**EXERCISE MATERIALS:**
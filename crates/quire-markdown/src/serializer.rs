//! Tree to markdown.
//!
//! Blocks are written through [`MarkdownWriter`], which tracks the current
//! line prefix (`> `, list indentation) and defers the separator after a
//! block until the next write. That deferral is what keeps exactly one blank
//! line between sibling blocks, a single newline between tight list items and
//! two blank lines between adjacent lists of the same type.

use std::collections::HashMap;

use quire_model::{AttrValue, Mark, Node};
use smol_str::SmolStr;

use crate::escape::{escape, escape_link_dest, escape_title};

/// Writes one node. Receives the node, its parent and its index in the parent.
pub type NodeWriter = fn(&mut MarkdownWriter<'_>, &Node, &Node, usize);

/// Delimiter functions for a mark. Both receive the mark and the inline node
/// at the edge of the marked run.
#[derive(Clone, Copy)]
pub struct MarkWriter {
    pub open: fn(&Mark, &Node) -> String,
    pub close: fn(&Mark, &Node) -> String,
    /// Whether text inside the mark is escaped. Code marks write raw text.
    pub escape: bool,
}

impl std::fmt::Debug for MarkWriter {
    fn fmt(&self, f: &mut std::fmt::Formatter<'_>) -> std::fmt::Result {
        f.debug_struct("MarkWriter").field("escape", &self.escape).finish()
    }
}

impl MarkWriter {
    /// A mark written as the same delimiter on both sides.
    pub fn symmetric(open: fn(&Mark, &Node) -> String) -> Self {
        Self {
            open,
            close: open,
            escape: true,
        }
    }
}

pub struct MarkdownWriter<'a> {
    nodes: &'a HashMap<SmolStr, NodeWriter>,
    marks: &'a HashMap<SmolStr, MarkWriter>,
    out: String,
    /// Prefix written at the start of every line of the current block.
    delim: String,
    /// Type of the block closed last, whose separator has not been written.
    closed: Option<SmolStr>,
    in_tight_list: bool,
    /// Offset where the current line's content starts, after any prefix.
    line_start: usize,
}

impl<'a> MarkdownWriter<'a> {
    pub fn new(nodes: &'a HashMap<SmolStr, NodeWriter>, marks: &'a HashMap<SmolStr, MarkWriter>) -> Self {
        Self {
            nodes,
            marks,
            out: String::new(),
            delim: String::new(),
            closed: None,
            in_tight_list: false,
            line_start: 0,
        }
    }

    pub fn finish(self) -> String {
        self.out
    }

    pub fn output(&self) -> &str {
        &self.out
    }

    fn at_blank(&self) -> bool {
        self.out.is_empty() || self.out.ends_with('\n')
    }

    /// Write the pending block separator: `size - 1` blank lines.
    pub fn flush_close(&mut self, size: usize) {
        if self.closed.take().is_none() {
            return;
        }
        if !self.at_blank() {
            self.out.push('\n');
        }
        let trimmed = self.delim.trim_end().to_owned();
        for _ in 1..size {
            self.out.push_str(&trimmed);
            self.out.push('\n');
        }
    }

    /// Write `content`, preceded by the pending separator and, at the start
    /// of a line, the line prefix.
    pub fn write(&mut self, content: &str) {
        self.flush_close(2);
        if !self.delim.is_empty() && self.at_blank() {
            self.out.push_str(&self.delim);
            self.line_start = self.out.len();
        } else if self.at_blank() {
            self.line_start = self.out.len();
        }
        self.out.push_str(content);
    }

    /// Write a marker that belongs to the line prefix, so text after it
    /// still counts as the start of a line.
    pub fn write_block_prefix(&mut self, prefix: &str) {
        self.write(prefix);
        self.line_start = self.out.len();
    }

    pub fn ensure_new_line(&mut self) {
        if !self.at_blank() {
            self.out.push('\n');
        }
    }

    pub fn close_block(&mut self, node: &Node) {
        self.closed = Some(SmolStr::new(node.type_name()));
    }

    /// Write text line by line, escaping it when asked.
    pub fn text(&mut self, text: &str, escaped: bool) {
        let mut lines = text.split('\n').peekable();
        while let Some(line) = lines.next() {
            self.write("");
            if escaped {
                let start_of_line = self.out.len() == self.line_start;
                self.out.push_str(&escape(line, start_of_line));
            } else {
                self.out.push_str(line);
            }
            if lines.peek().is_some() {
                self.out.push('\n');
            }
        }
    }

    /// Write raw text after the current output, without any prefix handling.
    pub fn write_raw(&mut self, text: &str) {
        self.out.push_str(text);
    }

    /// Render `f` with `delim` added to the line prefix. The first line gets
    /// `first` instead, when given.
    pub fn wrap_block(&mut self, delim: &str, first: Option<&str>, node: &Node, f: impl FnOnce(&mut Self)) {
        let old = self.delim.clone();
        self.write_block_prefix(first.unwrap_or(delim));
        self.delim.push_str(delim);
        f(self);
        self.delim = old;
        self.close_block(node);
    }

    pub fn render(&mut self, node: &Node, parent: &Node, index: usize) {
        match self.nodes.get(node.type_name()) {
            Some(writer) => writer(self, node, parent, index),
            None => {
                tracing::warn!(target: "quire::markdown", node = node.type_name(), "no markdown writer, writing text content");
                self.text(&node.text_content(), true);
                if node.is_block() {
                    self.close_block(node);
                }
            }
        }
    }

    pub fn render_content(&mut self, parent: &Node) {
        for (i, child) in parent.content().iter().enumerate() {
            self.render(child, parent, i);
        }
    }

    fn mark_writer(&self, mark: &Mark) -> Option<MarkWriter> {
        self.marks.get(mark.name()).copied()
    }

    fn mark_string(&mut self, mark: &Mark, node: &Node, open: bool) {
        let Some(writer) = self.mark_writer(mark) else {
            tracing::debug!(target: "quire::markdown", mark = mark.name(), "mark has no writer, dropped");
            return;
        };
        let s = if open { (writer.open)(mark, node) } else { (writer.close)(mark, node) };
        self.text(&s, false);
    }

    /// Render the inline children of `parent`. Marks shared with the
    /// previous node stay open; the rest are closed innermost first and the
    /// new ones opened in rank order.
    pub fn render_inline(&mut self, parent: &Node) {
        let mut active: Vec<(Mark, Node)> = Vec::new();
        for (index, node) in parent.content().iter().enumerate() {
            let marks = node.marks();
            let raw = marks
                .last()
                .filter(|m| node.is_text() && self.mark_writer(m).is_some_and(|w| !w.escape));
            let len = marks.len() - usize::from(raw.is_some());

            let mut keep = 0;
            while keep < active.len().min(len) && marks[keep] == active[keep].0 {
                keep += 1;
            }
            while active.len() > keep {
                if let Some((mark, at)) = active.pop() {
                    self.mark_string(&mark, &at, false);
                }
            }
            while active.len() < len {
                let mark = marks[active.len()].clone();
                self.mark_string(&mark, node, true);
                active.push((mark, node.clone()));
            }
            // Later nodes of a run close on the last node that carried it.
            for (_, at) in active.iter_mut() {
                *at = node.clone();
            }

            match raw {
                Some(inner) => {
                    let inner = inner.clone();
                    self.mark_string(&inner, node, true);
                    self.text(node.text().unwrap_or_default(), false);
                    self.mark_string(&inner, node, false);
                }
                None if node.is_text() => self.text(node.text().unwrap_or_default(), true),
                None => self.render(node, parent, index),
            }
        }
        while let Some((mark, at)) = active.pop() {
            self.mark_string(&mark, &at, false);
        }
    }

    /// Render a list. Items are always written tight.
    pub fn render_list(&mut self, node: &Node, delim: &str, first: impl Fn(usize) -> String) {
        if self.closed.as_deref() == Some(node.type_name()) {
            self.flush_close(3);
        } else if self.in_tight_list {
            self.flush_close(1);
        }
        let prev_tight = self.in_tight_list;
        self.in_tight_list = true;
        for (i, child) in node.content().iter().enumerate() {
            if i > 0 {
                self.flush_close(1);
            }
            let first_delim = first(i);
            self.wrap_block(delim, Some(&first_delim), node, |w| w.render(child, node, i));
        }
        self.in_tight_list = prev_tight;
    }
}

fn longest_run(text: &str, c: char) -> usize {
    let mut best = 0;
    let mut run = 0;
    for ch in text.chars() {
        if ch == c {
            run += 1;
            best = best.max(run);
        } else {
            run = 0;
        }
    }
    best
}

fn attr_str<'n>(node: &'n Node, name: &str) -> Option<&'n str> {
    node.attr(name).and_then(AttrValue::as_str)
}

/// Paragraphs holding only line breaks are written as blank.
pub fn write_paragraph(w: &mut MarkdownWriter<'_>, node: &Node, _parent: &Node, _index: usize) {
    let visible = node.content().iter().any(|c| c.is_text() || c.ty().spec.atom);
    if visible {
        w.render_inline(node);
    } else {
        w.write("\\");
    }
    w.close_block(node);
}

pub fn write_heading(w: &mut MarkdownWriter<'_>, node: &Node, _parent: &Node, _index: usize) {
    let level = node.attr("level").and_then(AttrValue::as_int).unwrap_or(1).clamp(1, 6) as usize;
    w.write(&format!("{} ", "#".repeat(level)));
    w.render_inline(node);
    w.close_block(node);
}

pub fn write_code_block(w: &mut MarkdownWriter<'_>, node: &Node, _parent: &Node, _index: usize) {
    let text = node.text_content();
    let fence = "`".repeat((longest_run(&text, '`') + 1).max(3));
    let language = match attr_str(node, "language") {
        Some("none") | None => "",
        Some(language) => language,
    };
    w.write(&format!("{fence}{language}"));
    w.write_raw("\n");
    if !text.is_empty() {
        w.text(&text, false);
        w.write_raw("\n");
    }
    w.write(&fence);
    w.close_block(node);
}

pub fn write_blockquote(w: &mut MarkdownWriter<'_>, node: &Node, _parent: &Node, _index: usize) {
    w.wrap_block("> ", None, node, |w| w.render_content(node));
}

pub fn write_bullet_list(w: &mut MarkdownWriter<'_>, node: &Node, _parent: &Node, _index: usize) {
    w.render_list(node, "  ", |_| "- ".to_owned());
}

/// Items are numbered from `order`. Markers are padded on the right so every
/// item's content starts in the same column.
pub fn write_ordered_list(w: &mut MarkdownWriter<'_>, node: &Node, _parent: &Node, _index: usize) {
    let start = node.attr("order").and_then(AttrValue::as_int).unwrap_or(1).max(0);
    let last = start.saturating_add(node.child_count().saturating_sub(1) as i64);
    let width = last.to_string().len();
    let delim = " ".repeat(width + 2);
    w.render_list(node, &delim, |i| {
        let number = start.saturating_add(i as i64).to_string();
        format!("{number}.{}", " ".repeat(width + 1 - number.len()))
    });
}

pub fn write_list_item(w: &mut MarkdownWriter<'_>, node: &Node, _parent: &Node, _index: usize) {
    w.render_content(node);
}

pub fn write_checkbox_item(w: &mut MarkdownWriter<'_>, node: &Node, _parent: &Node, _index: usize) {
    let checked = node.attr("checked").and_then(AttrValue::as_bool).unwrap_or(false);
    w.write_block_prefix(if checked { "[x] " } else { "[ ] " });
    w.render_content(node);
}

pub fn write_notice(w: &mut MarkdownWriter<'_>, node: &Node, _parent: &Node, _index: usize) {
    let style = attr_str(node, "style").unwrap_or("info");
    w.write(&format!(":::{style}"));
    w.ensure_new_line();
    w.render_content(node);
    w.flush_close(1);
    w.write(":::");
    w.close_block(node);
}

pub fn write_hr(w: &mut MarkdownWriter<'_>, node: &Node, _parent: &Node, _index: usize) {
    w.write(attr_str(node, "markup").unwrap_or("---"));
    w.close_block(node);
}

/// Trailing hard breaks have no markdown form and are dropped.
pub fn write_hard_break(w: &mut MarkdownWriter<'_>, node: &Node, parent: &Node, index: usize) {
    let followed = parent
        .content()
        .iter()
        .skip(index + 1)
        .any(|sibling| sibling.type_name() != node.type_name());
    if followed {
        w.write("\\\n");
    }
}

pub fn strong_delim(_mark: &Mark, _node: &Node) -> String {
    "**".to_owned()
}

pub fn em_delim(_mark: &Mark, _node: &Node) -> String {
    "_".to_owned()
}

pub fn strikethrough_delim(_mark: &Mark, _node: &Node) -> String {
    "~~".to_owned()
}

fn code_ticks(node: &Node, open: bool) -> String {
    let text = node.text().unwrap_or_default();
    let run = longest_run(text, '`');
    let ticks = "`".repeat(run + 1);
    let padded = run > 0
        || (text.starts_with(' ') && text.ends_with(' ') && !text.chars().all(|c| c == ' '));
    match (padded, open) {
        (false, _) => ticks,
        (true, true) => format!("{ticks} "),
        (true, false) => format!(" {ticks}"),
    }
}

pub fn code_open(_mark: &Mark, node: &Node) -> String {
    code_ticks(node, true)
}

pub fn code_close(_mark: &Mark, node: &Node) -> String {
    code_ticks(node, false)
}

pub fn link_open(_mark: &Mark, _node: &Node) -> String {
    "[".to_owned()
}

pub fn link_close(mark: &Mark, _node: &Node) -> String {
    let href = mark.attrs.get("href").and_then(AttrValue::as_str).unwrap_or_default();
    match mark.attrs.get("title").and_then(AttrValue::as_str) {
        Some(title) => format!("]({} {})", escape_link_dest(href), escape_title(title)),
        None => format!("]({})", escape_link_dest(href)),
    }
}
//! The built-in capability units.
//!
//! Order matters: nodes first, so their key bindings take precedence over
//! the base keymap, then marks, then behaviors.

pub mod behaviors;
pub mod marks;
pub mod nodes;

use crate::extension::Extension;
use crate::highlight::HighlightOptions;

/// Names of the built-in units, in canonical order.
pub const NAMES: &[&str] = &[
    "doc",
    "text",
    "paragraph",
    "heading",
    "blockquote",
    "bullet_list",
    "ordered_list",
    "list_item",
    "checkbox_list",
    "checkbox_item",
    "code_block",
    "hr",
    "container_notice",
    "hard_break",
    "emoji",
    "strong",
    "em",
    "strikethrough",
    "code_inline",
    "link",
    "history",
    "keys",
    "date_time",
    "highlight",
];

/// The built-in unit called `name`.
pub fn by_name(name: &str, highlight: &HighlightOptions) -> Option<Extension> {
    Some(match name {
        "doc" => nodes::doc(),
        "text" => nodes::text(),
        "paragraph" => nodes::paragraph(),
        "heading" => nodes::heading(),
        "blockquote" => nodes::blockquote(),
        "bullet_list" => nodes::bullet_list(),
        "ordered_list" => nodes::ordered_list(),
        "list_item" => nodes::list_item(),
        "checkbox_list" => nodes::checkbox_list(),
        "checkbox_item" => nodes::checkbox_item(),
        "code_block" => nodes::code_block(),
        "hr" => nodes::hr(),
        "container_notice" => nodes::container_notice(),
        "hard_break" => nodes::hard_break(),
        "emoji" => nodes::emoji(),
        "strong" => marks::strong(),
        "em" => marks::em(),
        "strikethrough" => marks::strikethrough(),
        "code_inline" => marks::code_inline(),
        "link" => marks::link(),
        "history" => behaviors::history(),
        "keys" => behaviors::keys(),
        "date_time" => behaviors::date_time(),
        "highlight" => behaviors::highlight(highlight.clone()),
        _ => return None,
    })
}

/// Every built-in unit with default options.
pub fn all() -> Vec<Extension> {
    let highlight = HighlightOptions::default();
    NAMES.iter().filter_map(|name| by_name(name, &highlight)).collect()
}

**AIM OF THE EXERCISE:** Write out every line of the preceding listing that contains "style".

**ANSWER:**
    let style = attr_str(node, "style").unwrap_or("info");
    w.write(&format!(":::{style}"));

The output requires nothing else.